Police have alleged the teenager and a 20-year-old man are associates of those responsible for the murder of New South Wales Police employee Curtis Cheng.
The pair were arrested this morning after Australian Federal Police (AFP) and New South Wales Police carried out the raids as part of Operation Appleby.
Another three people — men aged 21, 22 and 22 — were charged this afternoon.
Each member of the group has been charged with conspiracy to conduct an act in preparation for a terrorist act.
It is believed the Department of Education contacted law enforcement agencies to discuss a concern that the 15-year-old boy was radicalising other students within his school.
A spokesperson for New South Wales Education Minister Adrian Piccoli said his office was made aware of the student’s arrest.
The Education Department is working closely with the school.
The 20-year-old is Ibrahim Ghazzawy from Raby. The teenager cannot be named for legal reasons but is from Georges Hall.
One of the 22-year-old men was scheduled to appear before Sydney Central Local Court this afternoon while the other 22-year-old man and the 21-year-old man were refused bail and scheduled to appear in court on Wednesday.
AFP Deputy Commissioner Michael Phelan said painstaking analysis of documents seized in December 2014 raids led to the charges.
He said the documents mentioned the AFP headquarters.
“The planning documents were evolving. There’s one mention of AFP building but they get the address wrong,” he said.
Deputy Commissioner Phelan said the charges related to activity when the teenager was 14.
He said police did not believe the plot was motivated by a directive from Islamic State (IS) militants.
NSW Police Deputy Commissioner Cath Burn added: “He was a part of the conspiracy, so in terms of the preparation and planning with the material that was being presented, we don’t know exactly what his role would have been.”
She said she was not aware of a link between the teenager and Farhad Jabar Khalil Mohammad, the 15-year-old who shot and killed Mr Cheng earlier this year before being killed in a shootout with police.
“I am not aware of a direct connection between the two 15-year-olds, however, the people who were involved with the murder of Curtis Cheng are associates of these people,” Deputy Commissioner Burn said.

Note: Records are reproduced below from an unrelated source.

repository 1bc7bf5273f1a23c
use std::{cmp::Ordering, collections::HashMap};

use crate::{
    error::{AppError, AppResult},
    services::hybrid::CombinedScore,
};

/// Validated offset/limit window
#[derive(Debug, Clone, Copy, PartialEq, Eq)]
pub struct Page {
    limit: usize,
    offset: usize,
}

impl Page {
    /// Validates a requested window against the configured limit ceiling
    ///
    /// Out-of-range values are rejected, never clamped. `limit = 0` is rejected too.
    pub fn new(limit: i64, offset: i64, max_limit: usize) -> AppResult<Self> {
        if limit < 1 || limit as u64 > max_limit as u64 {
            return Err(AppError::InvalidInput(format!(
                "Invalid limit parameter. Must be between 1 and {}",
                max_limit
            )));
        }

        if offset < 0 {
            return Err(AppError::InvalidInput(
                "Invalid offset parameter. Must be non-negative".to_string(),
            ));
        }

        Ok(Self {
            limit: limit as usize,
            offset: offset as usize,
        })
    }

    pub fn limit(&self) -> usize {
        self.limit
    }

    pub fn offset(&self) -> usize {
        self.offset
    }

    /// Number of leading items needed to fill this page
    pub fn end(&self) -> usize {
        self.offset.saturating_add(self.limit)
    }

    /// `items[offset .. offset + limit]`, empty when the offset is past the end
    pub fn slice<T>(&self, items: Vec<T>) -> Vec<T> {
        items
            .into_iter()
            .skip(self.offset)
            .take(self.limit)
            .collect()
    }
}

fn compare_ranked(a: &(String, CombinedScore), b: &(String, CombinedScore)) -> Ordering {
    b.1.hybrid_score
        .total_cmp(&a.1.hybrid_score)
        .then_with(|| a.0.cmp(&b.0))
}

/// Sorts combined scores by hybrid score descending, ties by ascending media id
///
/// Sorting uses full precision; rounding happens only when the output is built.
pub fn rank(combined: HashMap<String, CombinedScore>) -> Vec<(String, CombinedScore)> {
    let mut ranked: Vec<(String, CombinedScore)> = combined.into_iter().collect();
    ranked.sort_by(compare_ranked);
    ranked
}

/// Ranks and cuts one page out of the combined scores
pub fn rank_and_paginate(
    combined: HashMap<String, CombinedScore>,
    page: Page,
) -> Vec<(String, CombinedScore)> {
    page.slice(rank(combined))
}
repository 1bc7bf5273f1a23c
pub mod handlers;
pub mod routes;
pub mod state;

pub use routes::create_router;
pub use state::AppState;
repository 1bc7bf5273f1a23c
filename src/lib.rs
pub mod api;
pub mod config;
pub mod db;
pub mod error;
pub mod middleware;
pub mod models;
pub mod services;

“We conducted search warrants last year on December 18 and we put people before the court on December 23 — and this is related to that particular matter.

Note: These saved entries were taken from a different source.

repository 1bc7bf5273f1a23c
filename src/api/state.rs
use std::sync::Arc;

use crate::services::RecommendationEngine;

/// Shared application state
///
/// The engine is read-only after startup, so no lock is needed.
#[derive(Clone)]
pub struct AppState {
    pub engine: Arc<RecommendationEngine>,
}

impl AppState {
    pub fn new(engine: RecommendationEngine) -> Self {
        Self {
            engine: Arc::new(engine),
        }
    }
}
//! Backing-store access for the recommendation engine
//!
//! Each store is a trait so the engine can run against Postgres in production and
//! against the in-memory store (or mocks) in tests. Every operation is read-only.

use std::collections::{HashMap, HashSet};

#[cfg(test)]
use mockall::automock;

use crate::{
    error::AppResult,
    models::{
        CatalogOrder, CollaborativeSignal, GenreMatch, InteractionSummary, MediaCandidate,
        UserId, UserPreference,
    },
};

pub mod catalog;
pub mod interactions;
pub mod memory;
pub mod postgres;
pub mod preferences;

pub use catalog::PgCatalogStore;
pub use interactions::PgInteractionStore;
pub use memory::InMemoryStore;
pub use postgres::{create_pool, PoolSettings};
pub use preferences::PgPreferenceStore;

/// Explicit genre preferences of users
#[cfg_attr(test, automock)]
#[async_trait::async_trait]
pub trait PreferenceStore: Send + Sync {
    /// Fetch one user's preference snapshot
    ///
    /// `Ok(None)` means the user has no profile at all, which is a routing decision for the
    /// caller rather than a failure.
    async fn fetch(&self, user_id: UserId) -> AppResult<Option<UserPreference>>;

    /// Fetch several users at once; users without a profile are simply absent
    async fn fetch_batch(&self, user_ids: &[UserId])
        -> AppResult<HashMap<UserId, UserPreference>>;
}

/// Append-only interaction history
#[cfg_attr(test, automock)]
#[async_trait::async_trait]
pub trait InteractionStore: Send + Sync {
    /// Per-media aggregates of the user's interactions in the last `window_days` days
    async fn fetch_summary(
        &self,
        user_id: UserId,
        window_days: u32,
    ) -> AppResult<HashMap<String, InteractionSummary>>;

    /// Media positively interacted with by users who share positive interactions with
    /// `user_id`
    ///
    /// Seed items are the user's own LIKE/WATCH media in the window. At most `fanout_cap`
    /// neighbors are considered. Results are ordered by supporting user count, then summed
    /// value, both descending, and truncated to `candidate_cap`.
    async fn fetch_similar_user_candidates(
        &self,
        user_id: UserId,
        window_days: u32,
        fanout_cap: usize,
        candidate_cap: usize,
    ) -> AppResult<Vec<CollaborativeSignal>>;
}

/// Media catalog
#[cfg_attr(test, automock)]
#[async_trait::async_trait]
pub trait CatalogStore: Send + Sync {
    /// Whole catalog minus `exclude_ids`, in the given order, at most `limit` items
    async fn fetch_all(
        &self,
        exclude_ids: &HashSet<String>,
        limit: usize,
        order: CatalogOrder,
    ) -> AppResult<Vec<MediaCandidate>>;

    /// Lookup by id; unknown or deleted ids are absent from the map
    async fn fetch_by_ids(&self, ids: &[String]) -> AppResult<HashMap<String, MediaCandidate>>;

    /// Media carrying at least one of `genres`, most matches first
    async fn fetch_by_genres(
        &self,
        genres: &[String],
        limit: usize,
        exclude_ids: &HashSet<String>,
    ) -> AppResult<Vec<GenreMatch>>;
}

“Some of the people we’re charging today faced court on December 23.”
Police said there was no new threat.
Deputy Commissioner Burn said police had had a lot of contact with the boy’s school in a bid to “prevent radicalisation before it gets to the point where people decide to act it out in violence”.
“A lot of the people we are dealing with … are clearly radicalised to the point of talking about and acting out with violence,” she said.

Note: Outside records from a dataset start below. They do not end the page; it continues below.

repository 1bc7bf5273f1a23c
use std::{
    collections::{HashMap, HashSet},
    sync::Arc,
};

use crate::{
    db::CatalogStore,
    error::AppResult,
    models::{MediaCandidate, UserId, UserPreference},
    services::{collaborative::CollaborativeScorer, content::ContentScorer},
};

/// What the second blend component measures
#[derive(Debug, Clone, Copy, PartialEq, Eq)]
pub enum SecondarySignal {
    Collaborative,
    Popularity,
}

/// Inputs shared by every candidate source for one request
#[derive(Debug, Clone, Copy)]
pub struct ScoringRequest<'a> {
    pub genre_weights: &'a HashMap<String, f64>,
    pub exclude_ids: &'a HashSet<String>,
}

/// Candidates gathered for one request with their two component score maps
#[derive(Debug, Default)]
pub struct Signals {
    pub candidates: HashMap<String, MediaCandidate>,
    pub content: HashMap<String, f64>,
    pub secondary: HashMap<String, f64>,
}

/// Where candidates come from and how their secondary signal is derived
///
/// Profile-driven requests read the catalog; stateless requests score media the caller
/// supplied. Both feed the same combine/rank pipeline.
#[async_trait::async_trait]
pub trait CandidateSource: Send + Sync {
    async fn gather(&self, request: &ScoringRequest<'_>) -> AppResult<Signals>;

    fn secondary_signal(&self) -> SecondarySignal;

    /// Source name for logging
    fn name(&self) -> &'static str;
}

/// Genre-matched catalog media plus media discovered through similar users
///
/// The content and collaborative branches run concurrently and both finish (or degrade
/// to nothing) before the signals are returned.
pub struct FetchFromCatalog {
    user_id: UserId,
    genres: Vec<String>,
    catalog: Arc<dyn CatalogStore>,
    collaborative: CollaborativeScorer,
    content: ContentScorer,
    content_limit: usize,
}

impl FetchFromCatalog {
    pub fn new(
        preference: &UserPreference,
        catalog: Arc<dyn CatalogStore>,
        collaborative: CollaborativeScorer,
        content: ContentScorer,
        content_limit: usize,
    ) -> Self {
        Self {
            user_id: preference.user_id,
            genres: preference.genres(),
            catalog,
            collaborative,
            content,
            content_limit,
        }
    }

    async fn content_candidates(&self, request: &ScoringRequest<'_>) -> Vec<MediaCandidate> {
        if self.genres.is_empty() {
            tracing::warn!(user_id = %self.user_id, "No genres found in user preferences");
            return Vec::new();
        }

        match self
            .catalog
            .fetch_by_genres(&self.genres, self.content_limit, request.exclude_ids)
            .await
        {
            Ok(matches) => matches.into_iter().map(|m| m.candidate).collect(),
            Err(e) => {
                tracing::warn!(
                    user_id = %self.user_id,
                    error = %e,
                    "Genre candidates unavailable, continuing without content signal"
                );
                Vec::new()
            }
        }
    }

    async fn collaborative_candidates(
        &self,
        request: &ScoringRequest<'_>,
    ) -> (HashMap<String, f64>, HashMap<String, MediaCandidate>) {
        let scores = self.collaborative.score(self.user_id).await;

        let mut ids: Vec<String> = scores
            .keys()
            .filter(|id| !request.exclude_ids.contains(*id))
            .cloned()
            .collect();
        if ids.is_empty() {
            return (HashMap::new(), HashMap::new());
        }
        ids.sort();

        match self.catalog.fetch_by_ids(&ids).await {
            Ok(media) => {
                // media missing from the catalog (deleted) lose their score
                let kept: Vec<_> = media
                    .keys()
                    .filter_map(|id| scores.get(id).map(|s| (id, s)))
                    .collect();
                let supporting_users: i64 =
                    kept.iter().map(|(_, s)| s.supporting_user_count).sum();
                tracing::debug!(
                    user_id = %self.user_id,
                    candidates = kept.len(),
                    supporting_users,
                    "Collaborative candidates hydrated"
                );
                let scores = kept
                    .into_iter()
                    .map(|(id, s)| (id.clone(), s.score))
                    .collect();
                (scores, media)
            }
            Err(e) => {
                tracing::warn!(
                    user_id = %self.user_id,
                    error = %e,
                    "Collaborative media lookup failed, continuing without collaborative signal"
                );
                (HashMap::new(), HashMap::new())
            }
        }
    }
}

#[async_trait::async_trait]
impl CandidateSource for FetchFromCatalog {
    async fn gather(&self, request: &ScoringRequest<'_>) -> AppResult<Signals> {
        let (content_media, (collaborative_scores, collaborative_media)) = tokio::join!(
            self.content_candidates(request),
            self.collaborative_candidates(request)
        );

        let content = self.content.score_all(&content_media, request.genre_weights);

        tracing::info!(
            user_id = %self.user_id,
            content_candidates = content.len(),
            collaborative_candidates = collaborative_scores.len(),
            "Gathered catalog candidates"
        );

        let mut candidates = collaborative_media;
        for media in content_media {
            candidates.entry(media.media_id.clone()).or_insert(media);
        }

        Ok(Signals {
            candidates,
            content,
            secondary: collaborative_scores,
        })
    }

    fn secondary_signal(&self) -> SecondarySignal {
        SecondarySignal::Collaborative
    }

    fn name(&self) -> &'static str {
        "catalog"
    }
}

/// Media supplied with the request, blended with their own popularity
pub struct SuppliedByCaller {
    media: Vec<MediaCandidate>,
    content: ContentScorer,
}

impl SuppliedByCaller {
    pub fn new(media: Vec<MediaCandidate>, content: ContentScorer) -> Self {
        Self { media, content }
    }
}

#[async_trait::async_trait]
impl CandidateSource for SuppliedByCaller {
    async fn gather(&self, request: &ScoringRequest<'_>) -> AppResult<Signals> {
        let mut candidates: HashMap<String, MediaCandidate> = HashMap::new();
        for media in &self.media {
            if request.exclude_ids.contains(&media.media_id) {
                continue;
            }
            candidates
                .entry(media.media_id.clone())
                .or_insert_with(|| media.clone());
        }

        let eligible: Vec<MediaCandidate> = candidates.values().cloned().collect();
        let content = self.content.score_all(&eligible, request.genre_weights);
        let secondary = candidates
            .iter()
            .map(|(id, media)| (id.clone(), media.popularity_score))
            .collect();

        Ok(Signals {
            candidates,
            content,
            secondary,
        })
    }

    fn secondary_signal(&self) -> SecondarySignal {
        SecondarySignal::Popularity
    }

    fn name(&self) -> &'static str {
        "supplied"
    }
}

“How they’ve become radicalised we don’t actually know. We don’t know how the 15-year-old has got to the point where we will allege he got.”
There were also raids made in Bankstown, Wiley Park and Merrylands this morning.
Operation Appleby is aimed at detecting and preventing terrorist attacks on Australian soil.
In last year’s raids, 15 people were arrested. An alleged plot to kidnap and behead a member of the public was uncovered as part of that operation. (Source ABC News).